**** Material shown ****

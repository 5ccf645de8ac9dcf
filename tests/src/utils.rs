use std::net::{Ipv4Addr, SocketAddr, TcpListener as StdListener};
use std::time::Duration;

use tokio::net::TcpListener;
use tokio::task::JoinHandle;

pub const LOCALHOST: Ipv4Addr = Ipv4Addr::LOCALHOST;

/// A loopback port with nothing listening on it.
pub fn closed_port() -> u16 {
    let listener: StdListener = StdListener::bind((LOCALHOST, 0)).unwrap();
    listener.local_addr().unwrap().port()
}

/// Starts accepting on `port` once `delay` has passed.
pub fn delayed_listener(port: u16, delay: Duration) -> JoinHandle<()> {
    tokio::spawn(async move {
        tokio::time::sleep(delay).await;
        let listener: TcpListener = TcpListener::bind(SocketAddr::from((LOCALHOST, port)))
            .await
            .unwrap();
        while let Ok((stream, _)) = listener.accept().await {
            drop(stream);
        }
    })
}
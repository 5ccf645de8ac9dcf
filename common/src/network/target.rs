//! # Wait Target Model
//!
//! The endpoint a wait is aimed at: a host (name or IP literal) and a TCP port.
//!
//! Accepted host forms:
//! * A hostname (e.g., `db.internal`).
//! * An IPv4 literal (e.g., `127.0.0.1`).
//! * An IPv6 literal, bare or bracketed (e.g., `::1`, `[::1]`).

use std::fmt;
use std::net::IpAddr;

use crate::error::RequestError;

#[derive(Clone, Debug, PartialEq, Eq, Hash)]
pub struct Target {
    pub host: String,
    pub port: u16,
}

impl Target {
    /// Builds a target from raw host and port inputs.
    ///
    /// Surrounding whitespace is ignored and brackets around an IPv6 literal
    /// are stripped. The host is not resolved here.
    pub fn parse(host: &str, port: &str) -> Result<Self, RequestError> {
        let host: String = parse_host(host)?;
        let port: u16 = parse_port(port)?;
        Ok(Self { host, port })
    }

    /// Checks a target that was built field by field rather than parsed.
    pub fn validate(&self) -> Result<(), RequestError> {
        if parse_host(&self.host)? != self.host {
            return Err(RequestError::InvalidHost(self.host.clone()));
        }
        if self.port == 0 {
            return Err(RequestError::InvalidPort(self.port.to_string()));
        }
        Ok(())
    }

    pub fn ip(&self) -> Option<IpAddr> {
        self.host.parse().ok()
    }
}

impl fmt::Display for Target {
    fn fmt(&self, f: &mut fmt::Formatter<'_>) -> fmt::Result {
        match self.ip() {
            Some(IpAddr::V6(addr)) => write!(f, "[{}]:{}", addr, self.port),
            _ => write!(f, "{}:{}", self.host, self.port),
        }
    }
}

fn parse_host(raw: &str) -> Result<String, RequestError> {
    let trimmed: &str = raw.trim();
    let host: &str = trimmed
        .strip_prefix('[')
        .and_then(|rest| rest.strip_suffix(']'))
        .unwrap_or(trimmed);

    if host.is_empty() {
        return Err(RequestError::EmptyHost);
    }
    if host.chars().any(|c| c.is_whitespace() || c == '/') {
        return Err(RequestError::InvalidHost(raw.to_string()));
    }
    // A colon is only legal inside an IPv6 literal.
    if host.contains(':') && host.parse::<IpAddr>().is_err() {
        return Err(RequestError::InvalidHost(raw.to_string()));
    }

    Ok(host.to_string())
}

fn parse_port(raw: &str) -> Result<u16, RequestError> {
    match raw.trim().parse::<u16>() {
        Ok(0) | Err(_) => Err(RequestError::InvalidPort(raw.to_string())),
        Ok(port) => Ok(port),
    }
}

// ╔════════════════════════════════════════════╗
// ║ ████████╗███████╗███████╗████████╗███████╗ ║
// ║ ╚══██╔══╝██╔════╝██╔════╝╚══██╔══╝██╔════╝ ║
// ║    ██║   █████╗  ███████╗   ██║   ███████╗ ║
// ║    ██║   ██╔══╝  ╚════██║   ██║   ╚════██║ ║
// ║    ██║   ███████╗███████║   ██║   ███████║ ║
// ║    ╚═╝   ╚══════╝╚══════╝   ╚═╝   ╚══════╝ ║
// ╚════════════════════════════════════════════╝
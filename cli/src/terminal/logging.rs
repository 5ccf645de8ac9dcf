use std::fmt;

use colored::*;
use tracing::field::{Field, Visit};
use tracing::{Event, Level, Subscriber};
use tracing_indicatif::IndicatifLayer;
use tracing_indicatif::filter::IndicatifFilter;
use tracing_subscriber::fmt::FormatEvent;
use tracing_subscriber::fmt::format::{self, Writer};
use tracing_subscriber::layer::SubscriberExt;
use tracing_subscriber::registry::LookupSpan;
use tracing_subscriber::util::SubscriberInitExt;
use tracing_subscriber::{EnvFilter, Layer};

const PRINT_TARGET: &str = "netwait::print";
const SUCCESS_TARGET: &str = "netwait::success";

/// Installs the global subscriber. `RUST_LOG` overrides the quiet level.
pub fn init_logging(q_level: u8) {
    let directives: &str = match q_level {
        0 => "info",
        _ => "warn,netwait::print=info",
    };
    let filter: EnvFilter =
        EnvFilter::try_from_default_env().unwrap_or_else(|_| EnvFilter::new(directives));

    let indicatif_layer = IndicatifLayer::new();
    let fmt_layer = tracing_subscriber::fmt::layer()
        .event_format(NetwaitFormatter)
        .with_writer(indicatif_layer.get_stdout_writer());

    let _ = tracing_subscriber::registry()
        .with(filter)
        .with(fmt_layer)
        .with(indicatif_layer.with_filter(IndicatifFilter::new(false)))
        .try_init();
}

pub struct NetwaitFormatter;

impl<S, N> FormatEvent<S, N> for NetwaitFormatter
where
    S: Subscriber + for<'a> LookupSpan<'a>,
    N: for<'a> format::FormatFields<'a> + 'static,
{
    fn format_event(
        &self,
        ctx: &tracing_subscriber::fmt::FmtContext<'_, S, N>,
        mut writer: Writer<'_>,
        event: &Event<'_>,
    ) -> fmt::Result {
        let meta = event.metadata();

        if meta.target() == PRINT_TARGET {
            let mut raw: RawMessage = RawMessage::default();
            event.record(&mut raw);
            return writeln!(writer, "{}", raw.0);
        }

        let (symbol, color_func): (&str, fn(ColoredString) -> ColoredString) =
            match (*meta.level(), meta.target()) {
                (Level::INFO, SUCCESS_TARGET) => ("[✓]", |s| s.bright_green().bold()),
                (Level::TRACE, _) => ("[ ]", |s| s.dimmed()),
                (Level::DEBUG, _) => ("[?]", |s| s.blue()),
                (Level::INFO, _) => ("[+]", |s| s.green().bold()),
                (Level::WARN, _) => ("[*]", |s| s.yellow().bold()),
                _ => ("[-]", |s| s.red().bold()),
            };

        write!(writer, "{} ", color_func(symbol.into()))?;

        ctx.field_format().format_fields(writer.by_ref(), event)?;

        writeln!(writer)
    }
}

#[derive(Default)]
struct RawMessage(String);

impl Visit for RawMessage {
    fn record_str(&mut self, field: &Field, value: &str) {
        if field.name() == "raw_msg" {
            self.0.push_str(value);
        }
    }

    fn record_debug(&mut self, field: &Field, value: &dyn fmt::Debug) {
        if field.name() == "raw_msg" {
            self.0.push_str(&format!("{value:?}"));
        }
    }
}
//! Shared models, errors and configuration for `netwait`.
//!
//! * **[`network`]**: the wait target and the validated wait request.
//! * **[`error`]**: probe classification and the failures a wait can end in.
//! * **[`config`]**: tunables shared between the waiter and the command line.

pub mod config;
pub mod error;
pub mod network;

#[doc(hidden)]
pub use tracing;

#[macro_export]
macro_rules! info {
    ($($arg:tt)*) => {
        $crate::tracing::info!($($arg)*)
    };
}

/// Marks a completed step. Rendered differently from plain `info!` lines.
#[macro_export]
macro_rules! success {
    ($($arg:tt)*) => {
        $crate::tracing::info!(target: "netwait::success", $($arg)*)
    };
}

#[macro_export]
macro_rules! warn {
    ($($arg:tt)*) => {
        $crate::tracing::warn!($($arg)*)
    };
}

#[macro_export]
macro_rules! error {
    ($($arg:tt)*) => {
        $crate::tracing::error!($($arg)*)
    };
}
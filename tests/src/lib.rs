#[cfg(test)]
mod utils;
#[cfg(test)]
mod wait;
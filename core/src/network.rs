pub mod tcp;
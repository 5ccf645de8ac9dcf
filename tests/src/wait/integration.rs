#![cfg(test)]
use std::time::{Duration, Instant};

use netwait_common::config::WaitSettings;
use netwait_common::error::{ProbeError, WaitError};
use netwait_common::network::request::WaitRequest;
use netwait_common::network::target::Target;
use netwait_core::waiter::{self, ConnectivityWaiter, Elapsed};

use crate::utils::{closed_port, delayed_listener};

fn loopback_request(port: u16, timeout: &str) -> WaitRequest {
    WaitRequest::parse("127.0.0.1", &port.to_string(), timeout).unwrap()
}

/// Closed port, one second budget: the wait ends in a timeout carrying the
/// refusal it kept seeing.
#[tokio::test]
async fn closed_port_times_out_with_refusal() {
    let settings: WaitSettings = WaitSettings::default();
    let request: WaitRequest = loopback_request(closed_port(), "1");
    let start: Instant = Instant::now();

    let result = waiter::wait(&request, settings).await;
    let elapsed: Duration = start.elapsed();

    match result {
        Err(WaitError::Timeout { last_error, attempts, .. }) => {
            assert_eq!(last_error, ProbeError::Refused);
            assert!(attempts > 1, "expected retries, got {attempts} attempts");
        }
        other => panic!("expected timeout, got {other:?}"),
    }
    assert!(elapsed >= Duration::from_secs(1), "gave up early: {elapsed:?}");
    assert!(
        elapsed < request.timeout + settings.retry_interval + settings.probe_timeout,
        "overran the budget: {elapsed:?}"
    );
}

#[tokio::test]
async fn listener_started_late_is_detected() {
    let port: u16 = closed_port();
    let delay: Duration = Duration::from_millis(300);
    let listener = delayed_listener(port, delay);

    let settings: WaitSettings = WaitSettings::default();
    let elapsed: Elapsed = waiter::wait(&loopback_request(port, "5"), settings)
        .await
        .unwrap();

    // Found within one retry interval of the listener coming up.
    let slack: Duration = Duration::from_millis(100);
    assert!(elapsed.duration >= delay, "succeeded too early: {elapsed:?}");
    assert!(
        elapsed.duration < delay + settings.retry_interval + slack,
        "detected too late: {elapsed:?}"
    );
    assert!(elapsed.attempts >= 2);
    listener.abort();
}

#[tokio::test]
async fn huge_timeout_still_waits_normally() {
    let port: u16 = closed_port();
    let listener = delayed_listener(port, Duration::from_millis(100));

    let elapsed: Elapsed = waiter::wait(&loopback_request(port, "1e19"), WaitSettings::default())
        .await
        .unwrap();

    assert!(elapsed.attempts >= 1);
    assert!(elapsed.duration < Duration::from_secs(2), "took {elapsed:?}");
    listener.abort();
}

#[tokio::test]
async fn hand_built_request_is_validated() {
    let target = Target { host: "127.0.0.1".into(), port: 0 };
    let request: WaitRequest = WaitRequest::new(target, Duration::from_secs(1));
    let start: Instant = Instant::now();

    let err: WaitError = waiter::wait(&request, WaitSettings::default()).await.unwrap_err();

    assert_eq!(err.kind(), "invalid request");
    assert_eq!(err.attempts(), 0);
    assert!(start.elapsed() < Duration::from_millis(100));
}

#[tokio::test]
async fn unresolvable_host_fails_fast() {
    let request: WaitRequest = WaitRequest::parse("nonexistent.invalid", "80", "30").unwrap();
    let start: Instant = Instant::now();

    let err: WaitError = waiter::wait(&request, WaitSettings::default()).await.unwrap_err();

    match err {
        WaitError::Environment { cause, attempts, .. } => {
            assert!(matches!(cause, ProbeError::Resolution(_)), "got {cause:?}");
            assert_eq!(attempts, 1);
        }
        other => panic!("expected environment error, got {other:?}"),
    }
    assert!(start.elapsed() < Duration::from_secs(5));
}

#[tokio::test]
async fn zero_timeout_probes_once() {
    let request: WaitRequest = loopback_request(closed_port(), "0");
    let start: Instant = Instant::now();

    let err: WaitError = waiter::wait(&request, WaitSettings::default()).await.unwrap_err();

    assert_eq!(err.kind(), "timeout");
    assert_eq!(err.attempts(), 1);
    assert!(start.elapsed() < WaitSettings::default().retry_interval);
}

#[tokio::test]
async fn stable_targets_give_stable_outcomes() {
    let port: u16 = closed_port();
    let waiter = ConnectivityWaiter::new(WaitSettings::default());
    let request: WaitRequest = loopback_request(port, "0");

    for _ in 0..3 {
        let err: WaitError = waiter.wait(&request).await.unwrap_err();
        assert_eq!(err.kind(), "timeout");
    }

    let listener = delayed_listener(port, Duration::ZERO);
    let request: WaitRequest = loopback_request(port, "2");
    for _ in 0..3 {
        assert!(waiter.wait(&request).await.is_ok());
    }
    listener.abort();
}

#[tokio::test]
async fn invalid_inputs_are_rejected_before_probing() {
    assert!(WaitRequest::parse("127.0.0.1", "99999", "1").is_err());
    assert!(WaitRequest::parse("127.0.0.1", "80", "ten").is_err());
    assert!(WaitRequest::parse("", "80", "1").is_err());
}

****

Description of the task -
Starting from the line holding "let listener = delayed_listener(port, Duration::ZERO);", restate the remaining lines of the data word for word, including the last.

Solved problem -
    let listener = delayed_listener(port, Duration::ZERO);
    let request: WaitRequest = loopback_request(port, "2");
    for _ in 0..3 {
        assert!(waiter.wait(&request).await.is_ok());
    }
    listener.abort();
}

#[tokio::test]
async fn invalid_inputs_are_rejected_before_probing() {
    assert!(WaitRequest::parse("127.0.0.1", "99999", "1").is_err());
    assert!(WaitRequest::parse("127.0.0.1", "80", "ten").is_err());
    assert!(WaitRequest::parse("", "80", "1").is_err());
}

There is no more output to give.